◆ **TASK DIRECTIONS**:
From the records below, copy every line that contains the word "processed".

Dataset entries
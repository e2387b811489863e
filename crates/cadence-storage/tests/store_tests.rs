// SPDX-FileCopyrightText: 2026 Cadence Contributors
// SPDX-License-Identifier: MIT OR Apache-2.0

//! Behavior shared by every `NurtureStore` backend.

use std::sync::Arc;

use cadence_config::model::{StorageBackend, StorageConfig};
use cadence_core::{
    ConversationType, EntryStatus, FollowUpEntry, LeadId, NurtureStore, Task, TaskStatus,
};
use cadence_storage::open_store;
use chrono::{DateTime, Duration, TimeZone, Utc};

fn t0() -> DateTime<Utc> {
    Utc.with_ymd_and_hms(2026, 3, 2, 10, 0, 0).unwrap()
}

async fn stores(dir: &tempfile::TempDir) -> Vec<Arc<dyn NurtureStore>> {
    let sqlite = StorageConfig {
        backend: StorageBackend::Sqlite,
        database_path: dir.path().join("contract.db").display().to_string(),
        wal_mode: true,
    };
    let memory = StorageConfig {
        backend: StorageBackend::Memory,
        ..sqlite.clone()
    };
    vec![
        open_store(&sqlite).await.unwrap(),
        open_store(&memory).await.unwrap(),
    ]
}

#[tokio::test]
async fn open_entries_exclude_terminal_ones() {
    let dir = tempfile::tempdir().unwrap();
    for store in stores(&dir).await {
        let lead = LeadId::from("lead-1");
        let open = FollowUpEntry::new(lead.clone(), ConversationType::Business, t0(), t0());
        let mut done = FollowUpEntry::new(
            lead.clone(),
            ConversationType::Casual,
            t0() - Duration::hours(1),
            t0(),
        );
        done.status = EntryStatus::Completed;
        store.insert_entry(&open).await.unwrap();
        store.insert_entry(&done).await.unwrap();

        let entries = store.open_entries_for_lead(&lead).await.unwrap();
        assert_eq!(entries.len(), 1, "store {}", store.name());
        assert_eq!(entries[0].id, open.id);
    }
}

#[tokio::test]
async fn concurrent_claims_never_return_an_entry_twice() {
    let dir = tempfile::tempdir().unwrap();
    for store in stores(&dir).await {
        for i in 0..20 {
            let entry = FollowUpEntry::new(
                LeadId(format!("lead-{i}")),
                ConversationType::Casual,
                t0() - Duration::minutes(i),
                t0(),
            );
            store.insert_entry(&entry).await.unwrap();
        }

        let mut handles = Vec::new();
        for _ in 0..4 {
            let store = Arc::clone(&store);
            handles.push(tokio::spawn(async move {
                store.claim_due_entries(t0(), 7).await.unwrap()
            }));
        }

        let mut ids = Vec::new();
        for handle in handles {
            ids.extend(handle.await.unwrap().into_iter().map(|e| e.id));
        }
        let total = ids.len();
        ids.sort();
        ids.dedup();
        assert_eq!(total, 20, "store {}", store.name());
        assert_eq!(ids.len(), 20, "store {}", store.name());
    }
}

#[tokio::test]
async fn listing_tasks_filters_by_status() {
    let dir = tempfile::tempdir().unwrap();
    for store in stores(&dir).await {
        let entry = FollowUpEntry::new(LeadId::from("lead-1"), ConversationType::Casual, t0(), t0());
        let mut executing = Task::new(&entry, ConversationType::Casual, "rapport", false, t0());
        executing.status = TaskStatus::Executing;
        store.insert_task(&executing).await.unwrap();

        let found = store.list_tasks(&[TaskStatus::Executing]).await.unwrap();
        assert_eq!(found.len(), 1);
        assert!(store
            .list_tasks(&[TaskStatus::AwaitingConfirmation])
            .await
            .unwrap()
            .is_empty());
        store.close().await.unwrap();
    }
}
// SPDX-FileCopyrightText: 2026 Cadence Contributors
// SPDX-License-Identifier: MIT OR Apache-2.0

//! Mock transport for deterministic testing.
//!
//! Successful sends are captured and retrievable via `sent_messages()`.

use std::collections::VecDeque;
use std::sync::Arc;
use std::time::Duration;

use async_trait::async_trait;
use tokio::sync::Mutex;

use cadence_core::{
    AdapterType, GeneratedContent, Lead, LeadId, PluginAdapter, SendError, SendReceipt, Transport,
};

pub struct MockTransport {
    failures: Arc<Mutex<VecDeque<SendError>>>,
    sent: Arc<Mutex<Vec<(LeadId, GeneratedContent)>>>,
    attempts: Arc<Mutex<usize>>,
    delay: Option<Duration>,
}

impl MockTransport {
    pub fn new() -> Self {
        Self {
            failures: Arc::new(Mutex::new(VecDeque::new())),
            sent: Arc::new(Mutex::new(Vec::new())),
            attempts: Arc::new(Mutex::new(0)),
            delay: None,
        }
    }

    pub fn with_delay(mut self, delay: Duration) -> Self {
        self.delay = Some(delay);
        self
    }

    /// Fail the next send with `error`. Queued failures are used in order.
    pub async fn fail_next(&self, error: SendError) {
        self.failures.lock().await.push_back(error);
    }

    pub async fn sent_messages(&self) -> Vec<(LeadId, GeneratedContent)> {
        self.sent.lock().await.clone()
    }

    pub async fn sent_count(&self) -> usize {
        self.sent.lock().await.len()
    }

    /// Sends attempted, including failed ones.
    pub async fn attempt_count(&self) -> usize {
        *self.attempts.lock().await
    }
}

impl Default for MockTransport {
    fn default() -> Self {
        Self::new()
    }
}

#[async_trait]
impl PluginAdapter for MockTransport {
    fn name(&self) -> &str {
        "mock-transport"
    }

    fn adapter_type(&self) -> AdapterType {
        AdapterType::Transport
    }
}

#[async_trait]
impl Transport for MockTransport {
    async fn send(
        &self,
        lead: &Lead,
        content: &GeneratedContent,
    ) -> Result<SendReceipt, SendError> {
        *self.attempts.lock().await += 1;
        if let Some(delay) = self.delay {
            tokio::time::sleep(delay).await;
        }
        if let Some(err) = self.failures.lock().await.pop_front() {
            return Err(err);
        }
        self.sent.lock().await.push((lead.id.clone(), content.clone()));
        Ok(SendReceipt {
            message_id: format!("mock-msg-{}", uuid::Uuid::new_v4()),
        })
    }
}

...

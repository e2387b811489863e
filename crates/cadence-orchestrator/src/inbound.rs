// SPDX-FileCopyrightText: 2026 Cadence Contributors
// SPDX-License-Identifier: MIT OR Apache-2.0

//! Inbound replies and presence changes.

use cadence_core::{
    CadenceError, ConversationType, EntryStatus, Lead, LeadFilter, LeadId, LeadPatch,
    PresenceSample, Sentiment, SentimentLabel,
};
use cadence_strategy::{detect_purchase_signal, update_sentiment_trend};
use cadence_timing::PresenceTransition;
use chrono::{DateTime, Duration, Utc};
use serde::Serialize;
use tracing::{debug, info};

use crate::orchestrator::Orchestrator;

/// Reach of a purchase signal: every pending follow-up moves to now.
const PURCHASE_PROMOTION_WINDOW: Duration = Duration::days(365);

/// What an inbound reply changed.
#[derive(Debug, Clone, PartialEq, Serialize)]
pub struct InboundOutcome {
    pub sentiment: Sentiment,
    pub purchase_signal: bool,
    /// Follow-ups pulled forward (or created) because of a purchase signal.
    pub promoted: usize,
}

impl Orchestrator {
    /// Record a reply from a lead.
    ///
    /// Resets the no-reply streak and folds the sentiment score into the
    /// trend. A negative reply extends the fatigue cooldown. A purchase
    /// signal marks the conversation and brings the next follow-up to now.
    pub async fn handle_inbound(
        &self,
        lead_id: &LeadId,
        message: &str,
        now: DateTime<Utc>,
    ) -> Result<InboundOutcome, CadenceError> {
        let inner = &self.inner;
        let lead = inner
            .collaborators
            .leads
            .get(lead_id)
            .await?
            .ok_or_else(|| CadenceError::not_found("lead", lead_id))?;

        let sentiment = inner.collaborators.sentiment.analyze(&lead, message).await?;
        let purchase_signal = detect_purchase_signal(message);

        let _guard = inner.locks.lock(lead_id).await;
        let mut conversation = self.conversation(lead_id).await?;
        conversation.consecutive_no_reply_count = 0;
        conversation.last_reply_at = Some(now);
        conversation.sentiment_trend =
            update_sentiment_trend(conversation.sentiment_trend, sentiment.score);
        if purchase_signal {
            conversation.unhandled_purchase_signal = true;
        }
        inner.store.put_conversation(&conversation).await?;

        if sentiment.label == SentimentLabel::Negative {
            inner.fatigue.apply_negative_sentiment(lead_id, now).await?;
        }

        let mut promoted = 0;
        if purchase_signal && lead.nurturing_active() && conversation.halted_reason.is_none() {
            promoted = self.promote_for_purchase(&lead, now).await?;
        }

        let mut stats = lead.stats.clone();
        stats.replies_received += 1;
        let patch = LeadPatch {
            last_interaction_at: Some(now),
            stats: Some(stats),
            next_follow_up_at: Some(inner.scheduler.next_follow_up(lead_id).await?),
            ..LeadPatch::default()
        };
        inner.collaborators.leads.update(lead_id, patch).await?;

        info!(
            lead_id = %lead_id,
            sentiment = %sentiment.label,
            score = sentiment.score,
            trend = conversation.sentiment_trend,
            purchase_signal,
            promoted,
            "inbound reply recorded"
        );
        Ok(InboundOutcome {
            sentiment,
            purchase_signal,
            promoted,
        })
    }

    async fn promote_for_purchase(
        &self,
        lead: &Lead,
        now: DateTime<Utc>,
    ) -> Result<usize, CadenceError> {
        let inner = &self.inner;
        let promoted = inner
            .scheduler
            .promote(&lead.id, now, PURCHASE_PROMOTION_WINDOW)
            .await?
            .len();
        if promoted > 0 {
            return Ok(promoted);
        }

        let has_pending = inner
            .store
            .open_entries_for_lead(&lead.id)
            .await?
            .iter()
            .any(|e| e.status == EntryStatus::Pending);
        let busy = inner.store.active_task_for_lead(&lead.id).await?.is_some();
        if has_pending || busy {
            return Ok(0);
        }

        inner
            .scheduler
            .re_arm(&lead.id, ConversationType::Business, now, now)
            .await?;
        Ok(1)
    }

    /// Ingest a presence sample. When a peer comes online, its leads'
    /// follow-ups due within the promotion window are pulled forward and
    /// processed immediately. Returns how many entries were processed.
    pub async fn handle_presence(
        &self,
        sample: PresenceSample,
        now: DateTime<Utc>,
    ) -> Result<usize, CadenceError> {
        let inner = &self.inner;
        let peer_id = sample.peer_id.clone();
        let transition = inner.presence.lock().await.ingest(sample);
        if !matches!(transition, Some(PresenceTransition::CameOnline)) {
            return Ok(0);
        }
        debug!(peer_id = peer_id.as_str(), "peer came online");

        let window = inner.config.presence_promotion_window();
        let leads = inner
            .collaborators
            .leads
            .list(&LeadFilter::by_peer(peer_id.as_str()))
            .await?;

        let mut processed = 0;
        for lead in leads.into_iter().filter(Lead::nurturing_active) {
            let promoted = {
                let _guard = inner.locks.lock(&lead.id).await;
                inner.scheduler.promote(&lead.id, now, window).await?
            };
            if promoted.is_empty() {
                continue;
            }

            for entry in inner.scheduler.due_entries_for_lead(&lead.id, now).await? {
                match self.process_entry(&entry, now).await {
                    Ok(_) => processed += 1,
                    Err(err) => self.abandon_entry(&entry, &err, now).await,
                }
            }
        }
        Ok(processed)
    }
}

◆ **RESPONSE AREA**:
    /// processed immediately. Returns how many entries were processed.
        let mut processed = 0;
                    Ok(_) => processed += 1,
        Ok(processed)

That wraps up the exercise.